TRY IT >>
Line by line, reproduce exactly the beginning of the listing below, ending with the line that contains "(bad path, missing" and adding nothing.

THE RECORDS >>
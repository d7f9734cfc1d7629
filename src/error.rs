//! Error taxonomy shared by the sandbox, the classifiers and every normalizer.

use std::io;
use std::path::PathBuf;
use thiserror::Error;

pub type Result<T> = std::result::Result<T, ReaderError>;

#[derive(Debug, Error)]
pub enum ReaderError {
    /// The requested path leaves the sandbox root.
    #[error("path escapes the sandbox: {0}")]
    PathEscape(String),

    #[error("not found: {0}")]
    NotFound(String),

    #[error("not a file: {}", .0.display())]
    NotAFile(PathBuf),

    #[error("not a directory: {}", .0.display())]
    NotADirectory(PathBuf),

    #[error("unsupported format: {0}")]
    UnsupportedFormat(String),

    #[error("corrupt archive {}: {message}", path.display())]
    CorruptArchive { path: PathBuf, message: String },

    #[error("failed to parse EPUB {}: {message}", path.display())]
    EpubParse { path: PathBuf, message: String },

    /// Malformed FB2 markup. No partial document accompanies this error.
    #[error("FB2 parse error: {0}")]
    Fb2Parse(String),

    #[error("could not decode text: {0}")]
    Decode(String),

    /// An upload was refused before anything was written.
    #[error("upload rejected: {0}")]
    UploadRejected(String),

    #[error("I/O error on {}: {source}", path.display())]
    Io {
        path: PathBuf,
        #[source]
        source: io::Error,
    },
}

impl ReaderError {
    pub(crate) fn io(path: impl Into<PathBuf>, source: io::Error) -> Self {
        let path = path.into();
        if source.kind() == io::ErrorKind::NotFound {
            ReaderError::NotFound(path.display().to_string())
        } else {
            ReaderError::Io { path, source }
        }
    }

    /// True for failures caused by the request itself (bad path, missing
    /// file) rather than by the content or the host.
    pub fn is_client_error(&self) -> bool {
        matches!(
            self,
            ReaderError::PathEscape(_)
                | ReaderError::NotFound(_)
                | ReaderError::NotAFile(_)
                | ReaderError::NotADirectory(_)
                | ReaderError::UploadRejected(_)
        )
    }
}

#[cfg(test)]
mod tests {
    use super::*;

    #[test]
    fn missing_file_io_error_becomes_not_found() {
        let err = ReaderError::io("/x/y", io::Error::from(io::ErrorKind::NotFound));
        assert!(matches!(err, ReaderError::NotFound(_)));
        assert!(err.is_client_error());
    }

    #[test]
    fn parse_failures_are_not_client_errors() {
        let err = ReaderError::Fb2Parse("unexpected end".into());
        assert!(!err.is_client_error());
        assert_eq!(err.to_string(), "FB2 parse error: unexpected end");
    }
}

ANSWER BOX >>
repository d7f9734cfc1d7629
filename src/error.rs
//! Error taxonomy shared by the sandbox, the classifiers and every normalizer.

use std::io;
use std::path::PathBuf;
use thiserror::Error;

pub type Result<T> = std::result::Result<T, ReaderError>;

#[derive(Debug, Error)]
pub enum ReaderError {
    /// The requested path leaves the sandbox root.
    #[error("path escapes the sandbox: {0}")]
    PathEscape(String),

    #[error("not found: {0}")]
    NotFound(String),

    #[error("not a file: {}", .0.display())]
    NotAFile(PathBuf),

    #[error("not a directory: {}", .0.display())]
    NotADirectory(PathBuf),

    #[error("unsupported format: {0}")]
    UnsupportedFormat(String),

    #[error("corrupt archive {}: {message}", path.display())]
    CorruptArchive { path: PathBuf, message: String },

    #[error("failed to parse EPUB {}: {message}", path.display())]
    EpubParse { path: PathBuf, message: String },

    /// Malformed FB2 markup. No partial document accompanies this error.
    #[error("FB2 parse error: {0}")]
    Fb2Parse(String),

    #[error("could not decode text: {0}")]
    Decode(String),

    /// An upload was refused before anything was written.
    #[error("upload rejected: {0}")]
    UploadRejected(String),

    #[error("I/O error on {}: {source}", path.display())]
    Io {
        path: PathBuf,
        #[source]
        source: io::Error,
    },
}

impl ReaderError {
    pub(crate) fn io(path: impl Into<PathBuf>, source: io::Error) -> Self {
        let path = path.into();
        if source.kind() == io::ErrorKind::NotFound {
            ReaderError::NotFound(path.display().to_string())
        } else {
            ReaderError::Io { path, source }
        }
    }

    /// True for failures caused by the request itself (bad path, missing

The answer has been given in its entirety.